Sous certaines conditions et sur option irrévocable, les nus-propriétaires d’immeubles dont la propriété est démembrée par succession ou donation peuvent déduire de leur revenu global les dépenses de grosses réparations qu'ils financent. Cette option doit permettre en particulier au
nu-propriétaire de déduire ces dépenses lorsqu’il occupe lui-même l’immeuble ou lorsque cet l’immeuble est occupé par l’usufruitier ou est donné en jouissance gratuitement à un tiers.
L’administration a apporté les précisions suivantes dans un bulletin en date du 16 octobre 2009.
• Les dépenses autres que celles de grosses réparations, en particulier, les intérêts d’emprunt, ne seront pas déductibles du revenu global.
• Le régime optionnel, en principe réservé aux charges relatives aux immeubles bâtis, sera étendu, par tolérance, à celles relatives aux immeubles non bâtis.
• La limite d’imputation est fixée à 25.000 EUR par année civile, l’excédent étant reportable, dans la même limite, sur les 10 années suivantes.

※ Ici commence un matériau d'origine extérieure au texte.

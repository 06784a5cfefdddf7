use crate::domain::amount::Amount;
use crate::domain::webhook::Rejection;
use rust_decimal::Decimal;
use serde::{Deserialize, Deserializer};
use serde_json::{Number, Value};
use std::str::FromStr;

/// Typed view of an inbound invoice event: `event.log.invoice.amount`.
///
/// Every level is optional. A missing or `null` level reads as an absent
/// amount; unrelated fields are ignored. The amount is read from any JSON
/// number, integer or not, without rounding.
#[derive(Debug, Default, Deserialize, PartialEq, Clone)]
pub struct InboundEvent {
    #[serde(default)]
    pub event: Option<EventEnvelope>,
}

#[derive(Debug, Default, Deserialize, PartialEq, Clone)]
pub struct EventEnvelope {
    #[serde(default)]
    pub log: Option<EventLog>,
}

#[derive(Debug, Default, Deserialize, PartialEq, Clone)]
pub struct EventLog {
    #[serde(default)]
    pub invoice: Option<InvoiceRecord>,
}

#[derive(Debug, Default, Deserialize, PartialEq, Clone)]
pub struct InvoiceRecord {
    #[serde(default, deserialize_with = "decimal_from_number")]
    pub amount: Option<Decimal>,
}

/// Reads a JSON number as an exact decimal. Non-numbers and numbers outside
/// the decimal range fail to decode.
fn decimal_from_number<'de, D: Deserializer<'de>>(deserializer: D) -> Result<Option<Decimal>, D::Error> {
    let Some(number) = Option::<Number>::deserialize(deserializer)? else {
        return Ok(None);
    };
    let text = number.to_string();
    Decimal::from_str(&text)
        .or_else(|_| Decimal::from_scientific(&text))
        .map(Some)
        .map_err(|e| serde::de::Error::custom(format!("amount {text} is out of range: {e}")))
}

impl InboundEvent {
    /// Decodes an already parsed JSON body.
    pub fn from_json(value: &Value) -> serde_json::Result<Self> {
        Self::deserialize(value)
    }

    /// Raw amount at `event.log.invoice.amount`, if any.
    pub fn invoice_amount(&self) -> Option<Decimal> {
        self.event
            .as_ref()?
            .log
            .as_ref()?
            .invoice
            .as_ref()?
            .amount
    }

    /// Validates the nominal amount of the event.
    pub fn nominal_amount(&self) -> Result<Amount, Rejection> {
        let amount = self.invoice_amount().ok_or(Rejection::AmountMissing)?;
        Amount::new(amount)
    }
}

#[cfg(test)]
mod tests {
    use super::*;
    use rust_decimal_macros::dec;

    fn parse(json: &str) -> InboundEvent {
        serde_json::from_str(json).expect("valid event")
    }

    #[test]
    fn test_amount_present() {
        let event = parse(r#"{"event":{"log":{"invoice":{"amount":1}}}}"#);
        assert_eq!(event.nominal_amount().unwrap().value(), dec!(1));
    }

    #[test]
    fn test_amount_zero() {
        let event = parse(r#"{"event":{"log":{"invoice":{"amount":0}}}}"#);
        assert_eq!(event.nominal_amount(), Err(Rejection::AmountZero));
    }

    #[test]
    fn test_float_zero_is_zero() {
        for json in [
            r#"{"event":{"log":{"invoice":{"amount":0.0}}}}"#,
            r#"{"event":{"log":{"invoice":{"amount":-0.0}}}}"#,
            r#"{"event":{"log":{"invoice":{"amount":0e5}}}}"#,
        ] {
            assert_eq!(parse(json).nominal_amount(), Err(Rejection::AmountZero), "{json}");
        }
    }

    #[test]
    fn test_non_integer_amounts_are_kept_exactly() {
        let event = parse(r#"{"event":{"log":{"invoice":{"amount":1.0}}}}"#);
        assert_eq!(event.nominal_amount().unwrap().value(), dec!(1));

        let event = parse(r#"{"event":{"log":{"invoice":{"amount":12.5}}}}"#);
        assert_eq!(event.nominal_amount().unwrap().value(), dec!(12.5));

        let event = parse(r#"{"event":{"log":{"invoice":{"amount":1e-7}}}}"#);
        assert_eq!(event.nominal_amount().unwrap().value(), dec!(0.0000001));
    }

    #[test]
    fn test_out_of_range_amount_fails_to_decode() {
        let result: Result<InboundEvent, _> =
            serde_json::from_str(r#"{"event":{"log":{"invoice":{"amount":1e300}}}}"#);
        assert!(result.is_err());
    }

    #[test]
    fn test_amount_missing_at_every_level() {
        for json in [
            r#"{"event":{"log":{"invoice":{}}}}"#,
            r#"{"event":{"log":{"invoice":{"amount":null}}}}"#,
            r#"{"event":{"log":{}}}"#,
            r#"{"event":{"log":null}}"#,
            r#"{"event":{}}"#,
            r#"{}"#,
        ] {
            assert_eq!(
                parse(json).nominal_amount(),
                Err(Rejection::AmountMissing),
                "{json}"
            );
        }
    }

    #[test]
    fn test_alternate_field_name_is_not_read() {
        let event = parse(r#"{"event":{"log":{"invoice":{"nominalAmount":5}}}}"#);
        assert_eq!(event.nominal_amount(), Err(Rejection::AmountMissing));
    }

    #[test]
    fn test_from_parsed_json() {
        let value = serde_json::json!({"event": {"log": {"invoice": {"amount": 7}}}, "extra": true});
        let event = InboundEvent::from_json(&value).unwrap();
        assert_eq!(event.invoice_amount(), Some(dec!(7)));
    }

    #[test]
    fn test_non_object_body_fails_to_decode() {
        assert!(InboundEvent::from_json(&serde_json::json!([1, 2])).is_err());
    }

    #[test]
    fn test_non_numeric_amount_fails_to_decode() {
        let result: Result<InboundEvent, _> =
            serde_json::from_str(r#"{"event":{"log":{"invoice":{"amount":"ten"}}}}"#);
        assert!(result.is_err());
    }
}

Par tolérance, lorsque le revenu global d’une année sera inférieur à 25.000 EUR, la quote-part des dépenses inférieure à cette limite et qui n’est pas imputée, faute d’un revenu global suffisant, sera reportable sur les dix années suivantes.

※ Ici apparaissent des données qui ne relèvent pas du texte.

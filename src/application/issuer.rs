use crate::config::IssuerSchedule;
use crate::domain::invoice::InvoiceGenerator;
use crate::domain::ports::PaymentClientBox;
use crate::error::Result;
use chrono::Utc;
use rand::Rng;
use tokio::time::{Instant, sleep};
use tracing::info;

/// Totals of one issuer run.
#[derive(Debug, Clone, Copy, PartialEq, Eq, Default)]
pub struct IssuerSummary {
    pub batches: usize,
    pub invoices: usize,
}

/// Issues batches of synthetic invoices on a fixed schedule.
///
/// The session is opened once by the caller and reused for every batch.
/// Any error from the payment API ends the run.
pub struct PeriodicIssuer<R: Rng> {
    client: PaymentClientBox,
    schedule: IssuerSchedule,
    generator: InvoiceGenerator<R>,
}

impl<R: Rng> PeriodicIssuer<R> {
    pub fn new(client: PaymentClientBox, schedule: IssuerSchedule, rng: R) -> Self {
        Self {
            client,
            schedule,
            generator: InvoiceGenerator::new(rng),
        }
    }

    pub async fn run(mut self) -> Result<IssuerSummary> {
        let deadline = Instant::now() + self.schedule.duration;
        let mut summary = IssuerSummary::default();

        while Instant::now() < deadline {
            let count = self.generator.batch_size(self.schedule.batch_size.clone());
            let batch = self.generator.batch(count, Utc::now());
            let issued = self.client.create_invoices(batch).await?;

            summary.batches += 1;
            summary.invoices += issued.len();
            info!(
                batch = summary.batches,
                invoices = issued.len(),
                "Issued invoice batch"
            );

            sleep(self.schedule.interval).await;
        }

        Ok(summary)
    }
}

• Si l’immeuble est donné en location, le nu-propriétaire sera autorisé à déduire en outre les autres charges de ses revenus fonciers, y compris les intérêts d’emprunt.

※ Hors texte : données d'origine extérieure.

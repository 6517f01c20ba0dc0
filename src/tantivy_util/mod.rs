mod index;
mod models;
mod scheme_builder;
mod stemmer;
mod tokenizer;
mod util;

pub use self::models::DocumentFields;
pub use self::models::SearchIndex;
pub use self::models::SearchResult;
pub use self::scheme_builder::add_text_field;
pub use self::stemmer::create_stemmer;
pub use self::stemmer::LANGUAGES;
pub use self::tokenizer::register_simple_tokenizer;
pub use self::tokenizer::RAW_TOKENIZER;
pub use self::tokenizer::SITE_TOKENIZER;
pub use self::util::extract_text_from_owned_value;
pub use self::util::SearchError;
pub use self::util::DOCUMENT_BUDGET_BYTES;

• Lorsque l’option n’est pas exercée, et sous réserve que l’immeuble soit donné en location par l’usufruitier, le nu-propriétaire pourra déduire les dépenses de grosses réparations de ses revenus fonciers. Mais le
déficit foncier qui en résulte sera déterminé dans les conditions de droit commun. Il sera donc imputable sur le revenu global dans la limite annuelle de 10.700 EUR.